(Extracted records)
************

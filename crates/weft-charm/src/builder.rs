#![forbid(unsafe_code)]

//! The build-time API a pattern sees while its instance is constructed.

use indexmap::IndexMap;
use tracing::trace;

use weft_core::{
    CellId, Eval, EvalError, InstanceId, NodeId, Outcome, PublicationId, Result, Shape, Source,
    Tag, Value, WeftError, WishId,
};
use weft_wish::{MatchPolicy, Wish};

use crate::pattern::Pattern;
use crate::runtime::Runtime;

/// Handle to a composed child: its instance id plus its outputs, readable
/// as ordinary graph sources.
#[derive(Debug, Clone)]
pub struct Composed {
    pub instance: InstanceId,
    outputs: IndexMap<String, Source>,
}

impl Composed {
    pub(crate) fn new(instance: InstanceId, outputs: IndexMap<String, Source>) -> Composed {
        Composed { instance, outputs }
    }

    /// Look up a child output by name.
    pub fn output(&self, name: &str) -> Result<Source> {
        self.outputs
            .get(name)
            .copied()
            .ok_or_else(|| WeftError::ShapeMismatch {
                missing: vec![name.to_owned()],
                extra: Vec::new(),
            })
    }
}

/// Build-time view of the runtime, scoped to the instance under
/// construction. Everything created through it is owned by that instance
/// and torn down with it.
pub struct InstanceBuilder<'rt> {
    pub(crate) runtime: &'rt mut Runtime,
    pub(crate) instance: InstanceId,
}

impl InstanceBuilder<'_> {
    /// The instance being built.
    #[must_use]
    pub fn instance(&self) -> InstanceId {
        self.instance
    }

    fn scoped(&self, label: &str) -> String {
        let name = self
            .runtime
            .instance_name(self.instance)
            .unwrap_or("instance");
        format!("{name}.{label}")
    }

    /// Create a cell owned by this instance.
    pub fn cell(&mut self, label: &str, initial: Value) -> CellId {
        let label = self.scoped(label);
        self.runtime.graph.cell(self.instance, label, initial)
    }

    /// Create a derivation with strict propagation over declared inputs.
    pub fn derive<F>(&mut self, label: &str, inputs: Vec<Source>, f: F) -> Result<NodeId>
    where
        F: Fn(&[&Value]) -> std::result::Result<Value, EvalError> + 'static,
    {
        let label = self.scoped(label);
        self.runtime.graph.derive_fn(self.instance, label, inputs, f)
    }

    /// Create a derivation with full control over pending and failed
    /// inputs (asynchronous work returns [`Eval::Pending`]).
    pub fn derive_raw(
        &mut self,
        label: &str,
        inputs: Vec<Source>,
        compute: impl Fn(&[Outcome]) -> std::result::Result<Eval, EvalError> + 'static,
    ) -> Result<NodeId> {
        let label = self.scoped(label);
        self.runtime
            .graph
            .derive(self.instance, label, inputs, Box::new(compute))
    }

    /// Declare a named output. The full set is checked against the
    /// pattern's shape when the build finishes.
    pub fn output(&mut self, name: &str, source: impl Into<Source>) {
        self.runtime.instances[self.instance]
            .outputs
            .insert(name.to_owned(), source.into());
    }

    /// Publish ("favorite") a declared output under a tag.
    pub fn publish(&mut self, output: &str, tag: &str) -> Result<PublicationId> {
        let source = self.runtime.instances[self.instance]
            .outputs
            .get(output)
            .copied()
            .ok_or_else(|| WeftError::ShapeMismatch {
                missing: vec![output.to_owned()],
                extra: Vec::new(),
            })?;
        let id = self
            .runtime
            .registry
            .publish(self.instance, output, source, Tag::new(tag));
        self.runtime.instances[self.instance].publications.push(id);
        Ok(id)
    }

    /// Register a named mutation entry point, invoked through
    /// [`Runtime::invoke`].
    pub fn handler(
        &mut self,
        name: &str,
        f: impl Fn(&mut weft_graph::Graph, &Value) -> std::result::Result<(), EvalError> + 'static,
    ) {
        self.runtime.instances[self.instance]
            .handlers
            .insert(name.to_owned(), Box::new(f));
    }

    /// Open a wish for every publication under `tag` (self-excluding,
    /// no deadline). The result node carries the matched values as a
    /// list, in registration order.
    pub fn wish(&mut self, tag: &str) -> Result<WishId> {
        self.wish_with(tag, MatchPolicy::All, None, false)
    }

    /// Open a wish with an explicit policy, optional deadline in ticks,
    /// and optional self-match permission.
    pub fn wish_with(
        &mut self,
        tag: &str,
        policy: MatchPolicy,
        deadline_ticks: Option<u64>,
        allow_self: bool,
    ) -> Result<WishId> {
        let label = self.scoped(&format!("wish[{tag}]"));
        let node = self.runtime.graph.derive(
            self.instance,
            label,
            Vec::new(),
            Box::new(|outcomes: &[Outcome]| {
                let mut items = Vec::with_capacity(outcomes.len());
                for outcome in outcomes {
                    match outcome {
                        Outcome::Ready(v) => items.push(v.clone()),
                        Outcome::Pending => return Ok(Eval::Pending),
                        Outcome::Failed(e) => return Err(e.clone()),
                    }
                }
                Ok(Eval::Ready(Value::List(items)))
            }),
        )?;
        let mut wish = Wish::new(
            Tag::new(tag),
            self.instance,
            policy,
            node,
            self.runtime.graph.tick(),
        );
        wish.deadline_ticks = deadline_ticks;
        wish.allow_self = allow_self;
        let id = self.runtime.wishes.insert(wish);
        self.runtime.active_wishes.insert(id);
        self.runtime.instances[self.instance].wishes.push(id);
        trace!(tag, "wish opened");
        Ok(id)
    }

    /// Instantiate a child pattern inside this instance. The child joins
    /// this instance's composite identity.
    pub fn compose(&mut self, child: &Pattern) -> Result<Composed> {
        let child_id = self.runtime.instantiate(child)?;
        self.runtime.instances[self.instance].children.push(child_id);
        let outputs = self.runtime.instances[child_id].outputs.clone();
        Ok(Composed::new(child_id, outputs))
    }

    /// Like [`compose`](Self::compose), but first check the child's
    /// declared shape against what this parent was authored to expect.
    /// Detects schema drift at composition time with a
    /// [`ShapeMismatch`](WeftError::ShapeMismatch) naming the fields.
    pub fn compose_expecting(&mut self, child: &Pattern, expected: &Shape) -> Result<Composed> {
        let (missing, extra) = expected.diff(child.shape());
        if !missing.is_empty() || !extra.is_empty() {
            return Err(WeftError::ShapeMismatch { missing, extra });
        }
        self.compose(child)
    }
}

************

- **Work to be completed**
Output every record above a second time, exactly.

- **Task output**
filename crates/weft-charm/src/builder.rs
#![forbid(unsafe_code)]

//! The build-time API a pattern sees while its instance is constructed.

use indexmap::IndexMap;
use tracing::trace;

use weft_core::{
    CellId, Eval, EvalError, InstanceId, NodeId, Outcome, PublicationId, Result, Shape, Source,
    Tag, Value, WeftError, WishId,
};
use weft_wish::{MatchPolicy, Wish};

use crate::pattern::Pattern;
use crate::runtime::Runtime;

/// Handle to a composed child: its instance id plus its outputs, readable
/// as ordinary graph sources.
#[derive(Debug, Clone)]
pub struct Composed {
    pub instance: InstanceId,
    outputs: IndexMap<String, Source>,
}

impl Composed {
    pub(crate) fn new(instance: InstanceId, outputs: IndexMap<String, Source>) -> Composed {
        Composed { instance, outputs }
    }

    /// Look up a child output by name.
    pub fn output(&self, name: &str) -> Result<Source> {
        self.outputs
            .get(name)
            .copied()
            .ok_or_else(|| WeftError::ShapeMismatch {
                missing: vec![name.to_owned()],
                extra: Vec::new(),
            })
    }
}

/// Build-time view of the runtime, scoped to the instance under
/// construction. Everything created through it is owned by that instance
/// and torn down with it.
pub struct InstanceBuilder<'rt> {
    pub(crate) runtime: &'rt mut Runtime,
    pub(crate) instance: InstanceId,
}

impl InstanceBuilder<'_> {
    /// The instance being built.
    #[must_use]
    pub fn instance(&self) -> InstanceId {
        self.instance
    }

    fn scoped(&self, label: &str) -> String {
        let name = self
            .runtime
            .instance_name(self.instance)
            .unwrap_or("instance");
        format!("{name}.{label}")
    }

    /// Create a cell owned by this instance.
    pub fn cell(&mut self, label: &str, initial: Value) -> CellId {
        let label = self.scoped(label);
        self.runtime.graph.cell(self.instance, label, initial)
    }

    /// Create a derivation with strict propagation over declared inputs.
    pub fn derive<F>(&mut self, label: &str, inputs: Vec<Source>, f: F) -> Result<NodeId>
    where
        F: Fn(&[&Value]) -> std::result::Result<Value, EvalError> + 'static,
    {
        let label = self.scoped(label);
        self.runtime.graph.derive_fn(self.instance, label, inputs, f)
    }

    /// Create a derivation with full control over pending and failed
    /// inputs (asynchronous work returns [`Eval::Pending`]).
    pub fn derive_raw(
        &mut self,
        label: &str,
        inputs: Vec<Source>,
        compute: impl Fn(&[Outcome]) -> std::result::Result<Eval, EvalError> + 'static,
    ) -> Result<NodeId> {
        let label = self.scoped(label);
        self.runtime
            .graph
            .derive(self.instance, label, inputs, Box::new(compute))
    }

    /// Declare a named output. The full set is checked against the
    /// pattern's shape when the build finishes.
    pub fn output(&mut self, name: &str, source: impl Into<Source>) {
        self.runtime.instances[self.instance]
            .outputs
            .insert(name.to_owned(), source.into());
    }

    /// Publish ("favorite") a declared output under a tag.
    pub fn publish(&mut self, output: &str, tag: &str) -> Result<PublicationId> {
        let source = self.runtime.instances[self.instance]
            .outputs
            .get(output)
            .copied()
            .ok_or_else(|| WeftError::ShapeMismatch {
                missing: vec![output.to_owned()],
                extra: Vec::new(),
            })?;
        let id = self
            .runtime
            .registry
            .publish(self.instance, output, source, Tag::new(tag));
        self.runtime.instances[self.instance].publications.push(id);
        Ok(id)
    }

    /// Register a named mutation entry point, invoked through
    /// [`Runtime::invoke`].
    pub fn handler(
        &mut self,
        name: &str,
        f: impl Fn(&mut weft_graph::Graph, &Value) -> std::result::Result<(), EvalError> + 'static,
    ) {
        self.runtime.instances[self.instance]
            .handlers
            .insert(name.to_owned(), Box::new(f));
    }

    /// Open a wish for every publication under `tag` (self-excluding,
    /// no deadline). The result node carries the matched values as a
    /// list, in registration order.
    pub fn wish(&mut self, tag: &str) -> Result<WishId> {
        self.wish_with(tag, MatchPolicy::All, None, false)
    }

    /// Open a wish with an explicit policy, optional deadline in ticks,
    /// and optional self-match permission.
    pub fn wish_with(
        &mut self,
        tag: &str,
        policy: MatchPolicy,
        deadline_ticks: Option<u64>,
        allow_self: bool,
    ) -> Result<WishId> {
        let label = self.scoped(&format!("wish[{tag}]"));
        let node = self.runtime.graph.derive(
            self.instance,
            label,
            Vec::new(),
            Box::new(|outcomes: &[Outcome]| {
                let mut items = Vec::with_capacity(outcomes.len());
                for outcome in outcomes {
                    match outcome {
                        Outcome::Ready(v) => items.push(v.clone()),
                        Outcome::Pending => return Ok(Eval::Pending),
                        Outcome::Failed(e) => return Err(e.clone()),
                    }
                }
                Ok(Eval::Ready(Value::List(items)))
            }),
        )?;
        let mut wish = Wish::new(
            Tag::new(tag),
            self.instance,
            policy,
            node,
            self.runtime.graph.tick(),
        );
        wish.deadline_ticks = deadline_ticks;
        wish.allow_self = allow_self;
        let id = self.runtime.wishes.insert(wish);
        self.runtime.active_wishes.insert(id);
        self.runtime.instances[self.instance].wishes.push(id);
        trace!(tag, "wish opened");
        Ok(id)
    }

    /// Instantiate a child pattern inside this instance. The child joins
    /// this instance's composite identity.
    pub fn compose(&mut self, child: &Pattern) -> Result<Composed> {
        let child_id = self.runtime.instantiate(child)?;
        self.runtime.instances[self.instance].children.push(child_id);
        let outputs = self.runtime.instances[child_id].outputs.clone();
        Ok(Composed::new(child_id, outputs))
    }

    /// Like [`compose`](Self::compose), but first check the child's
    /// declared shape against what this parent was authored to expect.
    /// Detects schema drift at composition time with a
    /// [`ShapeMismatch`](WeftError::ShapeMismatch) naming the fields.
    pub fn compose_expecting(&mut self, child: &Pattern, expected: &Shape) -> Result<Composed> {
        let (missing, extra) = expected.diff(child.shape());
        if !missing.is_empty() || !extra.is_empty() {
            return Err(WeftError::ShapeMismatch { missing, extra });
        }
        self.compose(child)
    }
}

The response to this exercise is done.